WHAT IS REQUIRED - Reproduce only the stretch of entries below that begins at the first line and ends at the line holding "pub const QUERIES_TOTAL: &str".
━━━
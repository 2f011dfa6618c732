use std::net::SocketAddr;

use crate::sql::Command;

// ── RED metrics (request-driven) ────────────────────────────────

/// Counter: total queries executed. Labels: command, status.
pub const QUERIES_TOTAL: &str = "rentdesk_queries_total";

/// Histogram: query latency in seconds. Labels: command.
pub const QUERY_DURATION_SECONDS: &str = "rentdesk_query_duration_seconds";

/// Counter: booking checks that found overlapping live bookings.
pub const BOOKING_CONFLICTS_TOTAL: &str = "rentdesk_booking_conflicts_total";

// ── USE metrics (resource utilization) ──────────────────────────

/// Gauge: active TCP connections.
pub const CONNECTIONS_ACTIVE: &str = "rentdesk_connections_active";

/// Counter: total connections accepted.
pub const CONNECTIONS_TOTAL: &str = "rentdesk_connections_total";

/// Counter: connections rejected due to limit.
pub const CONNECTIONS_REJECTED_TOTAL: &str = "rentdesk_connections_rejected_total";

/// Gauge: owner accounts with a loaded engine.
pub const OWNERS_ACTIVE: &str = "rentdesk_owners_active";

/// Counter: startup/auth failures. Labels: reason.
pub const AUTH_FAILURES_TOTAL: &str = "rentdesk_auth_failures_total";

/// Install Prometheus metrics exporter on the given port. No-op if port is None.
pub fn init(port: Option<u16>) -> Result<(), Box<dyn std::error::Error>> {
    let Some(port) = port else { return Ok(()) };
    let addr: SocketAddr = ([0, 0, 0, 0], port).into();
    metrics_exporter_prometheus::PrometheusBuilder::new()
        .with_http_listener(addr)
        .install()?;
    tracing::info!("metrics endpoint: http://0.0.0.0:{port}/metrics");
    Ok(())
}

/// Map a Command variant to a short label for metrics.
pub fn command_label(cmd: &Command) -> &'static str {
    match cmd {
        Command::InsertCar(_) => "insert_car",
        Command::UpdateCar { .. } => "update_car",
        Command::DeleteCar { .. } => "delete_car",
        Command::InsertBooking(_) => "insert_booking",
        Command::InsertBookingRequest(_) => "insert_booking_request",
        Command::UpdateBooking { .. } => "update_booking",
        Command::DeleteBooking { .. } => "delete_booking",
        Command::InsertExpense(_) => "insert_expense",
        Command::InsertUser { .. } => "insert_user",
        Command::SelectCars => "select_cars",
        Command::SelectBookings { .. } => "select_bookings",
        Command::SelectExpenses => "select_expenses",
        Command::SelectMaintenance => "select_maintenance",
        Command::SelectSummary => "select_summary",
        Command::SelectConflicts { .. } => "select_conflicts",
        Command::SelectAvailableCars { .. } => "select_available_cars",
    }
}
use ulid::Ulid;

use crate::model::InvalidRange;
use crate::store::StoreError;

#[derive(Debug)]
pub enum EngineError {
    NotFound(Ulid),
    AlreadyExists(Ulid),
    /// Overlapping live bookings; retry with the rebooking flag to accept them.
    Conflict(Vec<Ulid>),
    InvalidRange(InvalidRange),
    HasActiveBookings(Ulid),
    MissingField(&'static str),
    UserExists(String),
    Forbidden(&'static str),
    LimitExceeded(&'static str),
    InvalidOwner(String),
    Store(StoreError),
}

impl std::fmt::Display for EngineError {
    fn fmt(&self, f: &mut std::fmt::Formatter<'_>) -> std::fmt::Result {
        match self {
            EngineError::NotFound(id) => write!(f, "not found: {id}"),
            EngineError::AlreadyExists(id) => write!(f, "already exists: {id}"),
            EngineError::Conflict(ids) => {
                let ids: Vec<String> = ids.iter().map(Ulid::to_string).collect();
                write!(
                    f,
                    "conflicts with bookings: {}; set rebooking = true to accept the overlap",
                    ids.join(", ")
                )
            }
            EngineError::InvalidRange(e) => write!(f, "invalid range: {e}"),
            EngineError::HasActiveBookings(id) => {
                write!(f, "cannot delete car {id}: has pending or approved bookings")
            }
            EngineError::MissingField(field) => write!(f, "missing required field: {field}"),
            EngineError::UserExists(name) => write!(f, "user already exists: {name}"),
            EngineError::Forbidden(msg) => write!(f, "forbidden: {msg}"),
            EngineError::LimitExceeded(msg) => write!(f, "limit exceeded: {msg}"),
            EngineError::InvalidOwner(name) => write!(f, "invalid owner name: {name:?}"),
            EngineError::Store(e) => write!(f, "store error: {e}"),
        }
    }
}

impl std::error::Error for EngineError {}

impl From<InvalidRange> for EngineError {
    fn from(e: InvalidRange) -> Self {
        EngineError::InvalidRange(e)
    }
}

impl From<StoreError> for EngineError {
    fn from(e: StoreError) -> Self {
        EngineError::Store(e)
    }
}
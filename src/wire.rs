use std::fmt::Debug;
use std::sync::Arc;
use std::time::Instant;

use async_trait::async_trait;
use futures::{stream, Sink, SinkExt};
use pgwire::api::auth::cleartext::CleartextPasswordAuthStartupHandler;
use pgwire::api::auth::{DefaultServerParameterProvider, StartupHandler};
use pgwire::api::copy::CopyHandler;
use pgwire::api::portal::{Format, Portal};
use pgwire::api::query::{ExtendedQueryHandler, SimpleQueryHandler};
use pgwire::api::results::{
    DataRowEncoder, DescribePortalResponse, DescribeStatementResponse, FieldFormat, FieldInfo,
    QueryResponse, Response, Tag,
};
use pgwire::api::stmt::{QueryParser, StoredStatement};
use pgwire::api::store::PortalStore;
use pgwire::api::{ClientInfo, ClientPortalStore, NoopHandler, PgWireServerHandlers, Type};
use pgwire::error::{ErrorInfo, PgWireError, PgWireResult};
use pgwire::messages::response::NoticeResponse;
use pgwire::messages::PgWireBackendMessage;
use pgwire::tokio::TlsAcceptor;
use tokio::net::TcpStream;

use crate::auth::{session_owner, RentDeskAuthSource};
use crate::engine::{BookingOutcome, Engine, EngineError};
use crate::limits::PUBLIC_USER;
use crate::model::*;
use crate::observability::{command_label, QUERIES_TOTAL, QUERY_DURATION_SECONDS};
use crate::owner::OwnerManager;
use crate::sql::{self, Command, SqlError};

/// Who is on the other end of a connection.
struct Session {
    engine: Arc<Engine>,
    public: bool,
}

pub struct RentDeskHandler {
    owners: Arc<OwnerManager>,
    query_parser: Arc<RentDeskQueryParser>,
}

impl RentDeskHandler {
    pub fn new(owners: Arc<OwnerManager>) -> Self {
        Self {
            owners,
            query_parser: Arc::new(RentDeskQueryParser),
        }
    }

    fn session<C: ClientInfo>(&self, client: &C) -> PgWireResult<Session> {
        let meta = client.metadata();
        let user = meta.get("user").map(String::as_str).unwrap_or_default();
        let owner = session_owner(user, meta.get("database").map(String::as_str));
        let engine = self.owners.get_or_create(owner).map_err(engine_err)?;
        Ok(Session {
            engine,
            public: user == PUBLIC_USER,
        })
    }

    /// Parse and run one statement, recording query metrics. Overlap
    /// warnings are collected into `notices` for the client.
    async fn run(
        &self,
        session: &Session,
        query: &str,
        notices: &mut Vec<String>,
    ) -> PgWireResult<Response> {
        let cmd = sql::parse_sql(query).map_err(sql_err)?;
        let label = command_label(&cmd);
        tracing::debug!(owner = session.engine.owner(), command = label, "query");

        let started = Instant::now();
        let result = self.execute_command(session, cmd, notices).await;
        let status = if result.is_ok() { "ok" } else { "error" };
        metrics::counter!(QUERIES_TOTAL, "command" => label, "status" => status).increment(1);
        metrics::histogram!(QUERY_DURATION_SECONDS, "command" => label)
            .record(started.elapsed().as_secs_f64());
        result
    }

    async fn execute_command(
        &self,
        session: &Session,
        cmd: Command,
        notices: &mut Vec<String>,
    ) -> PgWireResult<Response> {
        if session.public && !cmd.is_public() {
            return Err(user_error(
                "42501",
                "public sessions may only request bookings, list available cars or sign up".into(),
            ));
        }
        let engine = session.engine.as_ref();

        match cmd {
            Command::InsertCar(new) => {
                engine.add_car(new).await.map_err(engine_err)?;
                Ok(Response::Execution(Tag::new("INSERT").with_rows(1)))
            }
            Command::UpdateCar { id, changes } => {
                engine.update_car(id, changes).await.map_err(engine_err)?;
                Ok(Response::Execution(Tag::new("UPDATE").with_rows(1)))
            }
            Command::DeleteCar { id } => {
                engine.delete_car(id).await.map_err(engine_err)?;
                Ok(Response::Execution(Tag::new("DELETE").with_rows(1)))
            }
            Command::InsertBooking(new) => {
                let outcome = engine.create_booking(new).await.map_err(engine_err)?;
                overlap_notice(&outcome, notices);
                Ok(Response::Execution(Tag::new("INSERT").with_rows(1)))
            }
            Command::InsertBookingRequest(new) => {
                let outcome = engine
                    .submit_booking_request(new)
                    .await
                    .map_err(engine_err)?;
                if !session.public {
                    overlap_notice(&outcome, notices);
                }
                Ok(Response::Execution(Tag::new("INSERT").with_rows(1)))
            }
            Command::UpdateBooking { id, changes } => {
                let outcome = engine
                    .update_booking(id, changes)
                    .await
                    .map_err(engine_err)?;
                overlap_notice(&outcome, notices);
                Ok(Response::Execution(Tag::new("UPDATE").with_rows(1)))
            }
            Command::DeleteBooking { .. } => Err(user_error(
                "42501",
                "bookings are kept for the record; set status = 'Rejected' instead".into(),
            )),
            Command::InsertExpense(new) => {
                engine.add_expense(new).await.map_err(engine_err)?;
                Ok(Response::Execution(Tag::new("INSERT").with_rows(1)))
            }
            Command::InsertUser { username, password } => {
                let added = if session.public {
                    engine.sign_up(&username, &password).await
                } else {
                    engine.add_user(&username, &password).await
                };
                added.map_err(engine_err)?;
                Ok(Response::Execution(Tag::new("INSERT").with_rows(1)))
            }
            Command::SelectCars => Ok(query_response(
                cars_schema(),
                engine.cars().await,
                encode_car,
            )),
            Command::SelectBookings { car_id } => Ok(query_response(
                bookings_schema(),
                engine.bookings(car_id).await,
                encode_booking,
            )),
            Command::SelectExpenses => Ok(query_response(
                expenses_schema(),
                engine.expenses().await,
                |enc, e: &Expense| {
                    enc.encode_field(&e.id.to_string())?;
                    enc.encode_field(&e.car_id.to_string())?;
                    enc.encode_field(&e.date.to_string())?;
                    enc.encode_field(&e.description)?;
                    enc.encode_field(&e.amount)?;
                    enc.encode_field(&e.kind.as_str())
                },
            )),
            Command::SelectMaintenance => Ok(query_response(
                maintenance_schema(),
                engine.maintenance_schedule().await,
                |enc, m: &MaintenanceEntry| {
                    enc.encode_field(&m.car_id.to_string())?;
                    enc.encode_field(&m.name)?;
                    enc.encode_field(&m.last_service_date.map(|d| d.to_string()))?;
                    enc.encode_field(&m.next_service_date.map(|d| d.to_string()))
                },
            )),
            Command::SelectSummary => Ok(query_response(
                summary_schema(),
                vec![engine.summary().await],
                |enc, s: &Summary| {
                    enc.encode_field(&s.total_income)?;
                    enc.encode_field(&s.total_expenses)?;
                    enc.encode_field(&s.profit)
                },
            )),
            Command::SelectConflicts { car_id, start, end } => {
                let availability = engine
                    .check_availability(car_id, start, end)
                    .await
                    .map_err(engine_err)?;
                Ok(query_response(
                    bookings_schema(),
                    availability.conflicts,
                    encode_booking,
                ))
            }
            Command::SelectAvailableCars { start, end } => {
                let offers = engine
                    .available_cars(start, end)
                    .await
                    .map_err(engine_err)?;
                Ok(query_response(
                    available_cars_schema(),
                    offers,
                    |enc, offer: &crate::engine::CarOffer| {
                        enc.encode_field(&offer.car.id.to_string())?;
                        enc.encode_field(&offer.car.name)?;
                        enc.encode_field(&offer.car.plate_number)?;
                        enc.encode_field(&offer.car.model)?;
                        enc.encode_field(&offer.car.status.as_str())?;
                        enc.encode_field(&(offer.overlapping as i64))
                    },
                ))
            }
        }
    }
}

fn overlap_notice(outcome: &BookingOutcome, notices: &mut Vec<String>) {
    if outcome.conflicts.is_empty() {
        return;
    }
    let ids: Vec<String> = outcome.conflicts.iter().map(|b| b.id.to_string()).collect();
    notices.push(format!(
        "booking {} overlaps {} (flagged as rebooking)",
        outcome.booking.id,
        ids.join(", ")
    ));
}

async fn send_notices<C>(client: &mut C, notices: Vec<String>) -> PgWireResult<()>
where
    C: Sink<PgWireBackendMessage> + Unpin + Send,
    PgWireError: From<C::Error>,
{
    for message in notices {
        let info = ErrorInfo::new("WARNING".into(), "01000".into(), message);
        client
            .send(PgWireBackendMessage::NoticeResponse(NoticeResponse::from(info)))
            .await?;
    }
    Ok(())
}

// ── Result schemas ──────────────────────────────────────────────

fn field(name: &str, ty: Type) -> FieldInfo {
    FieldInfo::new(name.into(), None, None, ty, FieldFormat::Text)
}

fn cars_schema() -> Vec<FieldInfo> {
    vec![
        field("id", Type::VARCHAR),
        field("name", Type::VARCHAR),
        field("plate_number", Type::VARCHAR),
        field("model", Type::VARCHAR),
        field("status", Type::VARCHAR),
        field("last_service_date", Type::VARCHAR),
        field("next_service_date", Type::VARCHAR),
    ]
}

fn bookings_schema() -> Vec<FieldInfo> {
    vec![
        field("id", Type::VARCHAR),
        field("car_id", Type::VARCHAR),
        field("customer_name", Type::VARCHAR),
        field("contact", Type::VARCHAR),
        field("start_date", Type::VARCHAR),
        field("end_date", Type::VARCHAR),
        field("purpose", Type::VARCHAR),
        field("amount_paid", Type::INT8),
        field("status", Type::VARCHAR),
        field("rebooking", Type::BOOL),
    ]
}

fn expenses_schema() -> Vec<FieldInfo> {
    vec![
        field("id", Type::VARCHAR),
        field("car_id", Type::VARCHAR),
        field("date", Type::VARCHAR),
        field("description", Type::VARCHAR),
        field("amount", Type::INT8),
        field("kind", Type::VARCHAR),
    ]
}

fn maintenance_schema() -> Vec<FieldInfo> {
    vec![
        field("car_id", Type::VARCHAR),
        field("name", Type::VARCHAR),
        field("last_service_date", Type::VARCHAR),
        field("next_service_date", Type::VARCHAR),
    ]
}

fn summary_schema() -> Vec<FieldInfo> {
    vec![
        field("total_income", Type::INT8),
        field("total_expenses", Type::INT8),
        field("profit", Type::INT8),
    ]
}

fn available_cars_schema() -> Vec<FieldInfo> {
    vec![
        field("id", Type::VARCHAR),
        field("name", Type::VARCHAR),
        field("plate_number", Type::VARCHAR),
        field("model", Type::VARCHAR),
        field("status", Type::VARCHAR),
        field("overlapping", Type::INT8),
    ]
}

/// Result columns of a statement, found from the table after `FROM`.
/// Statements with parameters cannot be parsed before binding, so this
/// looks at the raw text.
fn result_schema(sql: &str) -> Vec<FieldInfo> {
    let lower = sql.to_lowercase();
    let mut tokens = lower.split_whitespace();
    if tokens.next() != Some("select") {
        return vec![];
    }
    let table = tokens
        .skip_while(|t| *t != "from")
        .nth(1)
        .map(|t| t.trim_matches(|c: char| c == ';' || c == '"'));
    match table {
        Some("cars") => cars_schema(),
        Some("bookings") | Some("conflicts") => bookings_schema(),
        Some("expenses") => expenses_schema(),
        Some("maintenance") => maintenance_schema(),
        Some("summary") => summary_schema(),
        Some("available_cars") => available_cars_schema(),
        _ => vec![],
    }
}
━━━
FINAL ANSWER -
repository 2f011dfa6618c732
use std::net::SocketAddr;

use crate::sql::Command;

// ── RED metrics (request-driven) ────────────────────────────────

/// Counter: total queries executed. Labels: command, status.
pub const QUERIES_TOTAL: &str = "rentdesk_queries_total";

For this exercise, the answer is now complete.